Stored entries:

-- Opening Marker --

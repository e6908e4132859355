//! Session host configuration.

use std::time::Duration;

use crate::AccessWindowGate;

/// Configuration for the session registry.
#[derive(Debug, Clone)]
pub struct SessionConfig {
    /// Read/write window schedule applied to every session.
    pub window: AccessWindowGate,

    /// Sessions with no `GetGameState`/`PostGameState` for this long
    /// are removed by [`SessionRegistry::reap_idle`](crate::SessionRegistry::reap_idle).
    pub idle_ttl: Duration,
}

impl Default for SessionConfig {
    fn default() -> Self {
        Self {
            window: AccessWindowGate::default(),
            idle_ttl: Duration::from_secs(600),
        }
    }
}

/// Configuration for hydrating sessions from the room broker.
#[derive(Debug, Clone)]
pub struct BootstrapConfig {
    /// Deadline for the whole `GetRoomState` round trip.
    pub upstream_timeout: Duration,
}

impl Default for BootstrapConfig {
    fn default() -> Self {
        Self {
            upstream_timeout: Duration::from_secs(10),
        }
    }
}
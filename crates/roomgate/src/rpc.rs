//! Request/response plumbing shared by both services.
//!
//! A [`Service`] turns one decoded request into one response. The
//! [`handle_connection`] loop owns the socket: it reads envelopes, hands
//! each payload to the service, and writes the reply back under the same
//! `seq`. Connections run concurrently; calls on one connection are
//! answered in order.

use std::future::Future;
use std::sync::Arc;
use std::time::Duration;

use roomgate_protocol::{Codec, Envelope};
use roomgate_transport::{Connection, WebSocketConnection};
use serde::de::DeserializeOwned;
use serde::{Deserialize, Serialize};

use crate::RoomgateError;

/// An RPC service: the broker's room service or a host's session service.
pub trait Service: Send + Sync + 'static {
    type Request: DeserializeOwned + Send;
    type Response: Serialize + Send;

    /// Handles one request. Failures are expressed inside the response
    /// (`ok=false`), never as an `Err`.
    fn handle(
        &self,
        request: Self::Request,
    ) -> impl Future<Output = Self::Response> + Send;

    /// Builds the reply for a request that couldn't be decoded.
    fn fault(code: u16, message: String) -> Self::Response;
}

/// Just the `seq` of an envelope whose payload failed to decode, so the
/// fault reply can still be correlated.
#[derive(Deserialize)]
struct SeqOnly {
    seq: u64,
}

/// Serves one connection until the peer closes it or goes idle.
pub(crate) async fn handle_connection<S, C>(
    conn: WebSocketConnection,
    service: Arc<S>,
    codec: Arc<C>,
    idle_timeout: Duration,
) -> Result<(), RoomgateError>
where
    S: Service,
    C: Codec,
{
    let conn_id = conn.id();
    tracing::debug!(%conn_id, "handling new connection");

    loop {
        let data = match tokio::time::timeout(idle_timeout, conn.recv()).await {
            Ok(Ok(Some(data))) => data,
            Ok(Ok(None)) => {
                tracing::debug!(%conn_id, "connection closed cleanly");
                break;
            }
            Ok(Err(e)) => {
                tracing::debug!(%conn_id, error = %e, "recv error");
                break;
            }
            Err(_) => {
                tracing::debug!(%conn_id, "connection idle, closing");
                let _ = conn.close().await;
                break;
            }
        };

        let reply = match codec.decode::<Envelope<S::Request>>(&data) {
            Ok(request) => {
                let response = service.handle(request.payload).await;
                Envelope::new(request.seq, response)
            }
            Err(e) => {
                tracing::debug!(%conn_id, error = %e, "failed to decode request");
                let seq = codec.decode::<SeqOnly>(&data).map(|s| s.seq).unwrap_or(0);
                Envelope::new(seq, S::fault(400, format!("invalid request: {e}")))
            }
        };

        let bytes = codec.encode(&reply)?;
        conn.send(&bytes).await?;
    }

    Ok(())
}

-- Closing Marker --

◆ **What to work on**
What do the lines above say from the one containing "the room broker." down to the one containing "answered in order."? Return them exactly, both end lines included, and only them.

◆ **Worked solution**
/// Configuration for hydrating sessions from the room broker.
#[derive(Debug, Clone)]
pub struct BootstrapConfig {
    /// Deadline for the whole `GetRoomState` round trip.
    pub upstream_timeout: Duration,
}

impl Default for BootstrapConfig {
    fn default() -> Self {
        Self {
            upstream_timeout: Duration::from_secs(10),
        }
    }
}
filename crates/roomgate/src/rpc.rs
//! Request/response plumbing shared by both services.
//!
//! A [`Service`] turns one decoded request into one response. The
//! [`handle_connection`] loop owns the socket: it reads envelopes, hands
//! each payload to the service, and writes the reply back under the same
//! `seq`. Connections run concurrently; calls on one connection are
//! answered in order.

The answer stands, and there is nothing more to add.